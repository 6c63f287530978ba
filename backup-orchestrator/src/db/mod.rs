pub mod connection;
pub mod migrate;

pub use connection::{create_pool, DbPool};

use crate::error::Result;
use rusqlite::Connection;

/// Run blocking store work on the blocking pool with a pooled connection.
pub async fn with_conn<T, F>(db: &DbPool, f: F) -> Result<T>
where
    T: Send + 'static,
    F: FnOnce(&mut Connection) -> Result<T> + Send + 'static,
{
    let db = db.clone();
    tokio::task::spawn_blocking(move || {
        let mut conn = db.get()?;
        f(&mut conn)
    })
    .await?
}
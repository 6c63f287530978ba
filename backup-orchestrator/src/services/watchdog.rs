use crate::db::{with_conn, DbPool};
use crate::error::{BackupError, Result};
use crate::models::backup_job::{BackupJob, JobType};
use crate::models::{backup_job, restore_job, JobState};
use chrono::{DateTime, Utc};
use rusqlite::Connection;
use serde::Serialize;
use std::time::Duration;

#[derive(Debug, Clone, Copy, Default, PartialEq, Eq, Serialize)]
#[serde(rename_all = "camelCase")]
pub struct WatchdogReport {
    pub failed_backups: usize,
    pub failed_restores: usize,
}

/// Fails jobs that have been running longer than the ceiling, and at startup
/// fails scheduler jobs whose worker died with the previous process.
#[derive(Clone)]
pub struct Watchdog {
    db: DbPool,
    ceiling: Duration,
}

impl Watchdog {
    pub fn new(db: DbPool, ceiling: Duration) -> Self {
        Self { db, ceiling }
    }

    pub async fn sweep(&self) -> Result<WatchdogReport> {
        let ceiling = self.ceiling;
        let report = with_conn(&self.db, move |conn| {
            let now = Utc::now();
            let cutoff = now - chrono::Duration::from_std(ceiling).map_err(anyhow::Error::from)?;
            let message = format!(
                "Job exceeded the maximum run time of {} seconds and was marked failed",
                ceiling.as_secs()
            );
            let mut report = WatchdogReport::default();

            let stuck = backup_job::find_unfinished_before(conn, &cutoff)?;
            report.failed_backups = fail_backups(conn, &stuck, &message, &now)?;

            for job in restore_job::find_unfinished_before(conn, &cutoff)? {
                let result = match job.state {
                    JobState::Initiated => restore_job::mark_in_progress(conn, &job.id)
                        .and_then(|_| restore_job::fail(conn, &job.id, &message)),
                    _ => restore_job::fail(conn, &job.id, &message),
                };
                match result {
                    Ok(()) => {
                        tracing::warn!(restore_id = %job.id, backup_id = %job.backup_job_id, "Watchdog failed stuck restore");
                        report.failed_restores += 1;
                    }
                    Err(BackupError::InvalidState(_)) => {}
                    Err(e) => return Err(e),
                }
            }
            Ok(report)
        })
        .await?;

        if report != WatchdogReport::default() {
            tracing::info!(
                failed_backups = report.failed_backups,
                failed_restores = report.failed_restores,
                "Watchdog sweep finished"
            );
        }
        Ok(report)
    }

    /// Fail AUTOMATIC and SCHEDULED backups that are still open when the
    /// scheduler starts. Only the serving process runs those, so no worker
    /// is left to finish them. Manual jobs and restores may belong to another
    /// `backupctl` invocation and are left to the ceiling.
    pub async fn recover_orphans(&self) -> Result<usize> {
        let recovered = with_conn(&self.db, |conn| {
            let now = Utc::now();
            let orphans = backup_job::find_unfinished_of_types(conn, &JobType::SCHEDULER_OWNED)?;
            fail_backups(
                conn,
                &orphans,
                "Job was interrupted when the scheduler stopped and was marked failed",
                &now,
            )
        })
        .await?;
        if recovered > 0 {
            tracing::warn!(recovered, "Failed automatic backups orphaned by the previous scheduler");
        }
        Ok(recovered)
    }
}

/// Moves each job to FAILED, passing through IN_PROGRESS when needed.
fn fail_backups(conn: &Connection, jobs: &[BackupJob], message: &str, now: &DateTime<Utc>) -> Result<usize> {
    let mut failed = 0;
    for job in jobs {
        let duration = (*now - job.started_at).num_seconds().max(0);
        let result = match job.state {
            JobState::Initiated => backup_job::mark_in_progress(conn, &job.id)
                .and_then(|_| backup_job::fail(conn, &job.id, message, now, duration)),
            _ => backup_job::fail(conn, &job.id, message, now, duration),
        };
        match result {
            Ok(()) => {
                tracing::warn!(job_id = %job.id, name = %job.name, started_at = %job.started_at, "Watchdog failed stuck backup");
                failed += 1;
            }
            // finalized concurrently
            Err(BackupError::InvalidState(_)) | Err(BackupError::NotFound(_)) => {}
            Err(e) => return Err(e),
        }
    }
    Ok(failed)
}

··········

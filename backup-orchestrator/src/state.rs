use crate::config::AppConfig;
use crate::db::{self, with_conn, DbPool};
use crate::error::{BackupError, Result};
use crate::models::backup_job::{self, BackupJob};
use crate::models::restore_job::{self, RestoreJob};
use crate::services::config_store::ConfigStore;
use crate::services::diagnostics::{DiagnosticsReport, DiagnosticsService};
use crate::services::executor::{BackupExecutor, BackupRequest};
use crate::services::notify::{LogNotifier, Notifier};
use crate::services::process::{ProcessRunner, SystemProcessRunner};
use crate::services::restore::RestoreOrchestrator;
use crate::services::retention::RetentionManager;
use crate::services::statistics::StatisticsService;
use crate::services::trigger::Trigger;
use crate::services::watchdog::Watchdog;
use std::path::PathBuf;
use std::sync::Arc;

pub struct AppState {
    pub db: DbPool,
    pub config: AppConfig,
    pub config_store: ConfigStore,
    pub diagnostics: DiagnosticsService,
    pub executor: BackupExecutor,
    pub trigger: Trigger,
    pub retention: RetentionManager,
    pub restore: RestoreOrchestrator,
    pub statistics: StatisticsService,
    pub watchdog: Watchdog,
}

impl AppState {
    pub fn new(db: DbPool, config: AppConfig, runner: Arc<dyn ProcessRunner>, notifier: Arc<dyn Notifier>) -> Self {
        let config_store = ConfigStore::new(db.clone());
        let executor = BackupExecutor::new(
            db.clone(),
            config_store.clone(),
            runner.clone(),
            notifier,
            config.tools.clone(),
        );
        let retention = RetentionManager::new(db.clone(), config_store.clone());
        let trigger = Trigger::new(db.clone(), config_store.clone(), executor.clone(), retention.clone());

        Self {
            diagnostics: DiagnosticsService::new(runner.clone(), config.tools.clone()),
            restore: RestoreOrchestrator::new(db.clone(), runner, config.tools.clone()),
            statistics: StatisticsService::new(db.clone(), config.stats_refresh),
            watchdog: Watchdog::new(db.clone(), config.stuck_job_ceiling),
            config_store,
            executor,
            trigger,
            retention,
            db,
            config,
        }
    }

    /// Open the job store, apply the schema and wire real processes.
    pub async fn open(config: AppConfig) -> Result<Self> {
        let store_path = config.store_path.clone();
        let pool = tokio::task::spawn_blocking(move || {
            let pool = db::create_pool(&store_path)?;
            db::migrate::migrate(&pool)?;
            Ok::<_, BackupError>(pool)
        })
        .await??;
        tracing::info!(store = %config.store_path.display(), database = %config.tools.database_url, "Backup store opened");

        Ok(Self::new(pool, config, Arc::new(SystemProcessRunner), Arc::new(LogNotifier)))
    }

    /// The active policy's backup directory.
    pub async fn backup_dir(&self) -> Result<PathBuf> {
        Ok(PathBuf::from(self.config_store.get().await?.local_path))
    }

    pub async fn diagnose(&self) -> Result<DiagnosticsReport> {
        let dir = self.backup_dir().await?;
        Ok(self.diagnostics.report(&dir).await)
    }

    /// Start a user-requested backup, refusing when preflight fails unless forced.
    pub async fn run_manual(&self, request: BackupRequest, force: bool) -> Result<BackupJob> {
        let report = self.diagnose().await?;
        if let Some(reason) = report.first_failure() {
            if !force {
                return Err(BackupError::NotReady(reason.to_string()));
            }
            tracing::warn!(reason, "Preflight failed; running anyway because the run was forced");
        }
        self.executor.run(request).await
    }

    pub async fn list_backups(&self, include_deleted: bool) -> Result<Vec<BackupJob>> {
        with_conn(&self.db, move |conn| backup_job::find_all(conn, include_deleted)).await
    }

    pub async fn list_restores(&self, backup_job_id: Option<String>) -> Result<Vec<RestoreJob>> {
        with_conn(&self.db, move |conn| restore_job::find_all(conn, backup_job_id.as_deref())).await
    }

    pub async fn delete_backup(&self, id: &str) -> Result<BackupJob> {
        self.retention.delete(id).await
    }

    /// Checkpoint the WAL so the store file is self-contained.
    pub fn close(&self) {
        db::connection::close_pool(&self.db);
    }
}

··········

[Your task]
Wherever a line of the listing above contains the string "RestoreJob", copy that line.

[Solution to the problem]
use crate::models::restore_job::{self, RestoreJob};
    pub async fn list_restores(&self, backup_job_id: Option<String>) -> Result<Vec<RestoreJob>> {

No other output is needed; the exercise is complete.